(Provided data begins)
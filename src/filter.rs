/*!
# Stanza filters

Filters see every stanza on its way in or out and may pass it on
unchanged, pass on a different element, drop it (by returning `Ok(None)`
without calling the continuation) or veto it with an error.

```
use rxmpp::{ElementBuilder, FilterChain, Next};

let mut chain = FilterChain::new();
chain.push(|el: rxmpp::Element, next: Next<'_>| {
	next.run(el.into_builder().attr("seen", "1").build())
});
let out = chain.apply(ElementBuilder::new("message").build()).unwrap().unwrap();
assert_eq!(out.attr("seen"), Some("1"));
```
*/
use std::fmt;
use std::sync::Arc;

use crate::element::Element;
use crate::error::Result;

/// Continuation handed to a [`StanzaFilter`].
pub struct Next<'a> {
	rest: &'a [Arc<dyn StanzaFilter>],
}

impl Next<'_> {
	/// Pass `element` to the remaining filters.
	pub fn run(self, element: Element) -> Result<Option<Element>> {
		match self.rest.split_first() {
			Some((filter, rest)) => filter.filter(element, Next { rest }),
			None => Ok(Some(element)),
		}
	}
}

pub trait StanzaFilter: Send + Sync {
	fn filter(&self, element: Element, next: Next<'_>) -> Result<Option<Element>>;
}

impl<F> StanzaFilter for F
where
	F: Fn(Element, Next<'_>) -> Result<Option<Element>> + Send + Sync,
{
	fn filter(&self, element: Element, next: Next<'_>) -> Result<Option<Element>> {
		self(element, next)
	}
}

/// Filters applied in the order they were added.
#[derive(Clone, Default)]
pub struct FilterChain {
	filters: Vec<Arc<dyn StanzaFilter>>,
}

impl fmt::Debug for FilterChain {
	fn fmt(&self, f: &mut fmt::Formatter<'_>) -> fmt::Result {
		f.debug_struct("FilterChain").field("len", &self.filters.len()).finish()
	}
}

impl FilterChain {
	pub fn new() -> Self {
		Self::default()
	}

	pub fn push<F: StanzaFilter + 'static>(&mut self, filter: F) {
		self.filters.push(Arc::new(filter));
	}

	pub fn push_arc(&mut self, filter: Arc<dyn StanzaFilter>) {
		self.filters.push(filter);
	}

	/// Append all filters of `other`.
	pub fn extend(&mut self, other: &FilterChain) {
		self.filters.extend(other.filters.iter().cloned());
	}

	pub fn len(&self) -> usize {
		self.filters.len()
	}

	pub fn is_empty(&self) -> bool {
		self.filters.is_empty()
	}

	/// Run `element` through all filters.
	pub fn apply(&self, element: Element) -> Result<Option<Element>> {
		Next { rest: &self.filters }.run(element)
	}
}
(Provided data ends)
_What the task requires_
Down to the last line, restate the records exactly.

_Response to the task_
filename src/filter.rs
/*!
# Stanza filters

Filters see every stanza on its way in or out and may pass it on
unchanged, pass on a different element, drop it (by returning `Ok(None)`
without calling the continuation) or veto it with an error.

```
use rxmpp::{ElementBuilder, FilterChain, Next};

let mut chain = FilterChain::new();
chain.push(|el: rxmpp::Element, next: Next<'_>| {
	next.run(el.into_builder().attr("seen", "1").build())
});
let out = chain.apply(ElementBuilder::new("message").build()).unwrap().unwrap();
assert_eq!(out.attr("seen"), Some("1"));
```
*/
use std::fmt;
use std::sync::Arc;

use crate::element::Element;
use crate::error::Result;

/// Continuation handed to a [`StanzaFilter`].
pub struct Next<'a> {
	rest: &'a [Arc<dyn StanzaFilter>],
}

impl Next<'_> {
	/// Pass `element` to the remaining filters.
	pub fn run(self, element: Element) -> Result<Option<Element>> {
		match self.rest.split_first() {
			Some((filter, rest)) => filter.filter(element, Next { rest }),
			None => Ok(Some(element)),
		}
	}
}

pub trait StanzaFilter: Send + Sync {
	fn filter(&self, element: Element, next: Next<'_>) -> Result<Option<Element>>;
}

impl<F> StanzaFilter for F
where
	F: Fn(Element, Next<'_>) -> Result<Option<Element>> + Send + Sync,
{
	fn filter(&self, element: Element, next: Next<'_>) -> Result<Option<Element>> {
		self(element, next)
	}
}

/// Filters applied in the order they were added.
#[derive(Clone, Default)]
pub struct FilterChain {
	filters: Vec<Arc<dyn StanzaFilter>>,
}

impl fmt::Debug for FilterChain {
	fn fmt(&self, f: &mut fmt::Formatter<'_>) -> fmt::Result {
		f.debug_struct("FilterChain").field("len", &self.filters.len()).finish()
	}
}

impl FilterChain {
	pub fn new() -> Self {
		Self::default()
	}

	pub fn push<F: StanzaFilter + 'static>(&mut self, filter: F) {
		self.filters.push(Arc::new(filter));
	}

	pub fn push_arc(&mut self, filter: Arc<dyn StanzaFilter>) {
		self.filters.push(filter);
	}

	/// Append all filters of `other`.
	pub fn extend(&mut self, other: &FilterChain) {
		self.filters.extend(other.filters.iter().cloned());
	}

	pub fn len(&self) -> usize {
		self.filters.len()
	}

	pub fn is_empty(&self) -> bool {
		self.filters.is_empty()
	}

	/// Run `element` through all filters.
	pub fn apply(&self, element: Element) -> Result<Option<Element>> {
		Next { rest: &self.filters }.run(element)
	}
}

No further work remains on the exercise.